La generalizada incertidumbre sobre el “socialismo” encontró una solución histórica inesperada en América Latina con el primer ciclo de gobiernos progresistas. El paso que dieron frente al impresionante dominio que habían alcanzado los modelos empresariales neoliberales en la región, fue el de superarlos mediante la construcción de economías sociales basadas en la recuperación del Estado, contar con amplio apoyo de sectores medios y populares, y utilizar los mecanismos de la democracia representativa. Hugo Chávez (1999-2013) también comenzó a hablar de “socialismo del siglo XXI”. Esta vía, que no ha implicado “destrucción” del capitalismo, pero que ha sido capaz de desplazar del control total del Estado a los grandes grupos económicos, a las derechas políticas y a los medios de comunicación empresariales identificados con la economía neoliberal, ha provocado las reacciones de esos mismos sectores, dispuestos a impedir, por todos los medios, incluyendo la arremetida contra la misma democracia representativa, que el progresismo latinoamericano avance, se difunda y se consolide.
La situación ha sido particularmente visible en Bolivia, con el golpe de Estado en contra de Evo Morales (2019), Ecuador, con la persecución del gobierno de Lenín Moreno (2007-2017) al “correísmo” o en Perú, donde no solo se hizo todo lo posible para que Pedro Castillo no ocupara la presidencia, sino que se ha persistido en la confabulación política hasta el presente.

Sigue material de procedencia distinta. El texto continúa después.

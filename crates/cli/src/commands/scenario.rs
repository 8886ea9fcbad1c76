//! Guided walk through the two reference scenarios.

use super::{print_utxos, short};
use anyhow::{Context, Result};
use colored::Colorize;
use forkchain_chain::{ChainConfig, ChainTree, EpochProcessor};
use forkchain_consensus::TransactionValidator;
use forkchain_core::{Block, Keypair, Transaction};

pub fn run() -> Result<()> {
    max_fee()?;
    println!();
    cutoff_age()
}

fn max_fee() -> Result<()> {
    println!("{}", "Max-fee conflict resolution".bold().cyan());
    println!();

    let alice = Keypair::generate();
    let genesis = Block::genesis(alice.public_key, 10);
    let chain = ChainTree::new(genesis.clone());
    let mut utxos = (*chain.deepest_utxo_set()).clone();
    let coin = genesis.coinbase().output_id(0);

    println!("  Genesis ledger:");
    print_utxos(&utxos);

    let mut a = Transaction::new();
    a.add_input(coin)
        .add_output(4, alice.public_key)
        .add_output(4, alice.public_key);
    let a = a.signed(&alice);

    let mut b = Transaction::new();
    b.add_input(coin).add_output(9, alice.public_key);
    let b = b.signed(&alice);

    let validator = TransactionValidator::new();
    for (name, tx) in [("A", &a), ("B", &b)] {
        println!(
            "  Tx {} {} spends {}:0 with fee {}",
            name,
            short(&tx.hash()),
            short(&coin.tx_hash),
            validator.estimate_fee(tx, &utxos).to_string().bright_cyan()
        );
    }

    let outcome = EpochProcessor::new()
        .handle_txs(&[a, b], &mut utxos)
        .context("epoch failed")?;

    println!();
    for tx in &outcome.accepted {
        println!("{}  accepted {}", "✓".green().bold(), short(&tx.hash()));
    }
    for rejected in &outcome.rejected {
        println!(
            "{}  rejected {}: {}",
            "✗".red().bold(),
            short(&rejected.tx_hash),
            rejected.reason.to_string().bright_black()
        );
    }
    println!("  Fees collected: {}", outcome.total_fees.to_string().bright_cyan());
    println!("  Ledger after the epoch:");
    print_utxos(&utxos);

    Ok(())
}

fn cutoff_age() -> Result<()> {
    let config = ChainConfig {
        cutoff_age: 3,
        prune: false,
        ..ChainConfig::default()
    };
    println!(
        "{}",
        format!("Fork cutoff (cutoff age {})", config.cutoff_age)
            .bold()
            .cyan()
    );
    println!();

    let miner = Keypair::generate();
    let genesis = Block::genesis(miner.public_key, 25);
    let mut chain = ChainTree::with_config(genesis.clone(), config);

    let mut prev = genesis.hash();
    for _ in 0..5 {
        prev = chain.add_block(Block::new(prev, miner.public_key))?;
        println!(
            "{}  extended to height {} with {}",
            "✓".green().bold(),
            chain.deepest_height(),
            short(&prev)
        );
    }

    let rival = Keypair::generate();
    match chain.add_block(Block::new(genesis.hash(), rival.public_key)) {
        Ok(hash) => println!("{}  late fork {} accepted", "✓".green().bold(), short(&hash)),
        Err(err) => println!(
            "{}  late fork on genesis rejected: {}",
            "✗".red().bold(),
            err.to_string().bright_black()
        ),
    }
    println!(
        "  Deepest height is still {}",
        chain.deepest_height().to_string().bright_cyan()
    );

    Ok(())
}
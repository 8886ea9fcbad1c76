//! In-memory ledger checkpoints.

use forkchain_core::{Hash, UnspentOutputSet};
use serde::{Deserialize, Serialize};
use thiserror::Error;

#[derive(Debug, Error)]
pub enum CheckpointError {
    #[error("serialization error: {0}")]
    Serialization(#[from] bincode::Error),
}

pub type Result<T> = std::result::Result<T, CheckpointError>;

/// The ledger after a given block.
#[derive(Debug, Clone, PartialEq, Eq, Serialize, Deserialize)]
pub struct Checkpoint {
    pub height: u64,
    pub block_hash: Hash,
    pub utxos: UnspentOutputSet,
}

impl Checkpoint {
    pub fn new(height: u64, block_hash: Hash, utxos: UnspentOutputSet) -> Self {
        Self {
            height,
            block_hash,
            utxos,
        }
    }

    pub fn to_bytes(&self) -> Result<Vec<u8>> {
        Ok(bincode::serialize(self)?)
    }

    pub fn from_bytes(bytes: &[u8]) -> Result<Self> {
        Ok(bincode::deserialize(bytes)?)
    }
}
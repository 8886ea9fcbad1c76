//! Unspent transaction outputs and the set that tracks them.

use crate::crypto::PublicKey;
use crate::hash::Hash;
use serde::{Deserialize, Serialize};
use std::collections::HashMap;
use std::fmt;

/// Monetary amount. Signed so that malformed negative outputs can be represented
/// and rejected by validation instead of being unrepresentable.
pub type Amount = i64;

/// Reference to one output of one transaction.
#[derive(Clone, Copy, PartialEq, Eq, Hash, PartialOrd, Ord, Serialize, Deserialize)]
pub struct OutputId {
    /// Hash of the transaction that produced the output.
    pub tx_hash: Hash,
    /// Position of the output in that transaction.
    pub index: u32,
}

impl OutputId {
    pub fn new(tx_hash: Hash, index: u32) -> Self {
        Self { tx_hash, index }
    }
}

impl fmt::Debug for OutputId {
    fn fmt(&self, f: &mut fmt::Formatter<'_>) -> fmt::Result {
        write!(f, "OutputId({}:{})", self.tx_hash.short(), self.index)
    }
}

impl fmt::Display for OutputId {
    fn fmt(&self, f: &mut fmt::Formatter<'_>) -> fmt::Result {
        write!(f, "{}:{}", self.tx_hash.to_hex(), self.index)
    }
}

/// A transaction output: a value locked to an owner key.
#[derive(Debug, Clone, Copy, PartialEq, Eq, Serialize, Deserialize)]
pub struct Output {
    pub value: Amount,
    pub owner: PublicKey,
}

impl Output {
    pub fn new(value: Amount, owner: PublicKey) -> Self {
        Self { value, owner }
    }
}

/// The outputs spendable at one point of chain history.
///
/// Cloning yields an independent snapshot; the chain clones a parent's set
/// before applying any transaction of a child block.
#[derive(Debug, Clone, Default, PartialEq, Eq, Serialize, Deserialize)]
pub struct UnspentOutputSet {
    outputs: HashMap<OutputId, Output>,
}

impl UnspentOutputSet {
    /// Create an empty set.
    pub fn new() -> Self {
        Self::default()
    }

    /// Check if an output is unspent.
    pub fn contains(&self, id: &OutputId) -> bool {
        self.outputs.contains_key(id)
    }

    /// Get an unspent output by id.
    pub fn get(&self, id: &OutputId) -> Option<&Output> {
        self.outputs.get(id)
    }

    /// Insert an output, replacing any previous entry under the same id.
    pub fn insert(&mut self, id: OutputId, output: Output) {
        self.outputs.insert(id, output);
    }

    /// Remove an output, returning it if it was unspent.
    pub fn remove(&mut self, id: &OutputId) -> Option<Output> {
        self.outputs.remove(id)
    }

    /// Get the number of unspent outputs.
    pub fn len(&self) -> usize {
        self.outputs.len()
    }

    pub fn is_empty(&self) -> bool {
        self.outputs.is_empty()
    }

    pub fn iter(&self) -> impl Iterator<Item = (&OutputId, &Output)> {
        self.outputs.iter()
    }

    /// Sum of all unspent values.
    pub fn total_value(&self) -> i128 {
        self.outputs.values().map(|o| o.value as i128).sum()
    }

    /// Ids of every output locked to `owner`, sorted for stable iteration.
    pub fn outputs_owned_by(&self, owner: &PublicKey) -> Vec<OutputId> {
        let mut ids: Vec<OutputId> = self
            .outputs
            .iter()
            .filter(|(_, out)| &out.owner == owner)
            .map(|(id, _)| *id)
            .collect();
        ids.sort();
        ids
    }

    /// Total value spendable by `owner`.
    pub fn balance_of(&self, owner: &PublicKey) -> i128 {
        self.outputs
            .values()
            .filter(|out| &out.owner == owner)
            .map(|out| out.value as i128)
            .sum()
    }
}
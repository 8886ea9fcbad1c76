//! Transaction acceptance rules for forkchain.
//!
//! This crate decides which transactions of a batch may land together:
//! - **Validation**: existence, signatures, intra-transaction double spends,
//!   output values and the balance rule against one UTXO snapshot
//! - **Conflict resolution**: per contested output, keep the highest-fee claimant
//! - **Dependency ordering**: producers before the transactions spending them
//!
//! # Example
//!
//! ```rust,no_run
//! use forkchain_consensus::{ConflictResolver, DependencyOrderer, TransactionValidator};
//! use forkchain_core::{Transaction, UnspentOutputSet};
//!
//! let utxos = UnspentOutputSet::new();
//! let batch: Vec<Transaction> = Vec::new();
//!
//! let validator = TransactionValidator::new();
//! let resolution = ConflictResolver::new(&validator).resolve(&batch, &utxos);
//! let order = DependencyOrderer::order(&resolution.candidates).unwrap();
//!
//! for tx in order {
//!     if validator.is_valid(tx, &utxos) {
//!         // apply tx
//!     }
//! }
//! ```

pub mod conflict;
pub mod ordering;
pub mod validator;

// Re-export commonly used types
pub use conflict::{group_conflicts, ConflictGroup, ConflictResolver, Resolution};
pub use ordering::{DependencyGraph, DependencyOrderer, OrderingError};
pub use validator::{Fee, TransactionValidator, TxError};
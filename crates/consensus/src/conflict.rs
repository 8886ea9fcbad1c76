//! Conflict resolution between transactions competing for the same output.
//!
//! Transactions of a batch are grouped by every output they claim. Each group
//! keeps the transaction with the highest estimated fee; the first maximum in
//! batch order wins ties. Grouping is per output, not transitive: a
//! transaction may win one group while losing another, in which case it stays
//! a candidate and later validation decides between it and the other winner.

use crate::validator::{Fee, TransactionValidator};
use forkchain_core::{Hash, OutputId, SignatureVerifier, Transaction, UnspentOutputSet};
use std::collections::{HashMap, HashSet};

/// Transactions of one batch that claim the same output.
#[derive(Debug, Clone)]
pub struct ConflictGroup<'a> {
    /// The contested output.
    pub output: OutputId,
    /// Claimants in batch order.
    pub members: Vec<&'a Transaction>,
}

/// Outcome of conflict resolution over a batch.
#[derive(Debug, Clone, Default)]
pub struct Resolution<'a> {
    /// Surviving transactions, each at most once, in batch order.
    pub candidates: Vec<&'a Transaction>,
    /// Transactions that won no group they took part in.
    pub losers: Vec<&'a Transaction>,
    /// Repeated copies of a transaction already present in the batch.
    pub duplicates: Vec<&'a Transaction>,
}

/// Selects, per contested output, the claimant paying the highest fee.
pub struct ConflictResolver<'v, V> {
    validator: &'v TransactionValidator<V>,
}

/// Group `batch` by claimed output, in order of first claim.
///
/// A transaction appears once in every group for an output it claims, even
/// if it claims that output through several inputs.
pub fn group_conflicts(batch: &[Transaction]) -> Vec<ConflictGroup<'_>> {
    indexed_groups(batch)
        .into_iter()
        .map(|(output, members)| ConflictGroup {
            output,
            members: members.into_iter().map(|i| &batch[i]).collect(),
        })
        .collect()
}

fn indexed_groups(batch: &[Transaction]) -> Vec<(OutputId, Vec<usize>)> {
    let mut groups: Vec<(OutputId, Vec<usize>)> = Vec::new();
    let mut by_output: HashMap<OutputId, usize> = HashMap::new();

    for (tx_index, tx) in batch.iter().enumerate() {
        for input in tx.inputs() {
            let slot = *by_output.entry(input.prev).or_insert_with(|| {
                groups.push((input.prev, Vec::new()));
                groups.len() - 1
            });
            let members = &mut groups[slot].1;
            if members.last() != Some(&tx_index) {
                members.push(tx_index);
            }
        }
    }

    groups
}

impl<'v, V: SignatureVerifier> ConflictResolver<'v, V> {
    /// Create a resolver ranking by the validator's fee estimate.
    pub fn new(validator: &'v TransactionValidator<V>) -> Self {
        Self { validator }
    }

    /// Index of the member with the highest estimated fee, first seen on ties.
    fn best_by_fee(
        &self,
        batch: &[Transaction],
        members: &[usize],
        utxos: &UnspentOutputSet,
    ) -> Option<usize> {
        let mut best: Option<(usize, Fee)> = None;
        for &index in members {
            let fee = self.validator.estimate_fee(&batch[index], utxos);
            match best {
                Some((_, best_fee)) if fee <= best_fee => {}
                _ => best = Some((index, fee)),
            }
        }
        best.map(|(index, _)| index)
    }

    /// Resolve conflicts within `batch` against the outputs in `utxos`.
    ///
    /// Transactions without inputs claim nothing and always survive.
    pub fn resolve<'a>(&self, batch: &'a [Transaction], utxos: &UnspentOutputSet) -> Resolution<'a> {
        let mut won = vec![false; batch.len()];
        for (_, members) in indexed_groups(batch) {
            let winner = if members.len() == 1 {
                Some(members[0])
            } else {
                self.best_by_fee(batch, &members, utxos)
            };
            if let Some(index) = winner {
                won[index] = true;
            }
        }

        let mut resolution = Resolution::default();
        let mut seen: HashSet<Hash> = HashSet::new();
        for (tx, won) in batch.iter().zip(won) {
            if !(won || tx.inputs().is_empty()) {
                resolution.losers.push(tx);
            } else if seen.insert(tx.hash()) {
                resolution.candidates.push(tx);
            } else {
                resolution.duplicates.push(tx);
            }
        }

        resolution
    }
}

#[cfg(test)]
mod tests {
    use super::*;
    use forkchain_core::{hash, Amount, Keypair, Output};

    fn setup() -> (Keypair, UnspentOutputSet, OutputId, OutputId) {
        let alice = Keypair::generate();
        let a = OutputId::new(hash(b"genesis"), 0);
        let b = OutputId::new(hash(b"genesis"), 1);
        let mut utxos = UnspentOutputSet::new();
        utxos.insert(a, Output::new(10, alice.public_key));
        utxos.insert(b, Output::new(10, alice.public_key));
        (alice, utxos, a, b)
    }

    fn spend(owner: &Keypair, inputs: &[OutputId], outputs: &[Amount]) -> Transaction {
        let mut tx = Transaction::new();
        for input in inputs {
            tx.add_input(*input);
        }
        for value in outputs {
            tx.add_output(*value, owner.public_key);
        }
        tx.signed(owner)
    }

    #[test]
    fn test_groups_by_claimed_output() {
        let (alice, _, a, b) = setup();
        let t1 = spend(&alice, &[a], &[9]);
        let t2 = spend(&alice, &[a, b], &[18]);
        let t3 = spend(&alice, &[b], &[1]);
        let batch = vec![t1, t2, t3];

        let groups = group_conflicts(&batch);
        assert_eq!(groups.len(), 2);
        assert_eq!(groups[0].output, a);
        assert_eq!(groups[0].members.len(), 2);
        assert_eq!(groups[1].output, b);
        assert_eq!(groups[1].members.len(), 2);
    }

    #[test]
    fn test_highest_fee_wins() {
        let (alice, utxos, a, _) = setup();
        let low = spend(&alice, &[a], &[9]);
        let high = spend(&alice, &[a], &[4, 4]);
        let batch = vec![low.clone(), high.clone()];

        let validator = TransactionValidator::new();
        let resolution = ConflictResolver::new(&validator).resolve(&batch, &utxos);
        assert_eq!(resolution.candidates, vec![&high]);
        assert_eq!(resolution.losers, vec![&low]);
    }

    #[test]
    fn test_tie_goes_to_first_seen() {
        let (alice, utxos, a, _) = setup();
        let first = spend(&alice, &[a], &[7]);
        let second = spend(&alice, &[a], &[3, 4]);
        let batch = vec![first.clone(), second];

        let validator = TransactionValidator::new();
        let resolution = ConflictResolver::new(&validator).resolve(&batch, &utxos);
        assert_eq!(resolution.candidates, vec![&first]);
    }

    #[test]
    fn test_bad_signature_ranks_low() {
        let (alice, utxos, a, _) = setup();
        let mallory = Keypair::generate();
        let forged = spend(&mallory, &[a], &[1]);
        let honest = spend(&alice, &[a], &[9]);
        let batch = vec![forged, honest.clone()];

        let validator = TransactionValidator::new();
        let resolution = ConflictResolver::new(&validator).resolve(&batch, &utxos);
        assert_eq!(resolution.candidates, vec![&honest]);
    }

    #[test]
    fn test_uncontested_and_inputless_pass_through() {
        let (alice, utxos, a, b) = setup();
        let t1 = spend(&alice, &[a], &[10]);
        let t2 = spend(&alice, &[b], &[10]);
        let empty = Transaction::new();
        let batch = vec![t1.clone(), empty.clone(), t2.clone()];

        let validator = TransactionValidator::new();
        let resolution = ConflictResolver::new(&validator).resolve(&batch, &utxos);
        assert_eq!(resolution.candidates, vec![&t1, &empty, &t2]);
        assert!(resolution.losers.is_empty());
    }

    #[test]
    fn test_multi_group_winner_listed_once() {
        let (alice, utxos, a, b) = setup();
        let both = spend(&alice, &[a, b], &[15]);
        let only_a = spend(&alice, &[a], &[9]);
        let batch = vec![both.clone(), only_a.clone()];

        let validator = TransactionValidator::new();
        let resolution = ConflictResolver::new(&validator).resolve(&batch, &utxos);
        assert_eq!(resolution.candidates, vec![&both]);
        assert_eq!(resolution.losers, vec![&only_a]);
    }

    #[test]
    fn test_identical_copies_deduplicated() {
        let (alice, utxos, a, _) = setup();
        let tx = spend(&alice, &[a], &[9]);
        let batch = vec![tx.clone(), tx.clone()];

        let validator = TransactionValidator::new();
        let resolution = ConflictResolver::new(&validator).resolve(&batch, &utxos);
        assert_eq!(resolution.candidates, vec![&batch[0]]);
        assert_eq!(resolution.losers, vec![&batch[1]]);
    }

    #[test]
    fn test_identical_inputless_copies_reported_as_duplicates() {
        let batch = vec![Transaction::new(), Transaction::new()];
        let validator = TransactionValidator::new();
        let resolution = ConflictResolver::new(&validator).resolve(&batch, &UnspentOutputSet::new());
        assert_eq!(resolution.candidates.len(), 1);
        assert_eq!(resolution.duplicates.len(), 1);
    }
}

Si bien el primer ciclo del progresismo fue revertido en la mayoría de países emblemáticos por gobiernos conservadores que restauraron el neoliberalismo, el segundo ciclo progresista (Argentina, Bolivia, México, Perú, entre los recientes), recobra los principios y orientaciones del primero. Al mismo tiempo, desde una perspectiva histórica de largo plazo, cabría comprender que el avance de las economías sociales y la superación de las empresariales, también constituyen vías de construcción de mejores sociedades y apuntalan la posibilidad de edificación del socialismo, que no se agota en las tesis tradicionales sobre la revolución proletaria, la dictadura del proletariado y la “estatización” de los medios de producción. Es un camino de vía pacífica y democrática que se ha vuelto válida en América Latina, recuperándose así la temprana previsión que en su momento pudo tener Salvador Allende.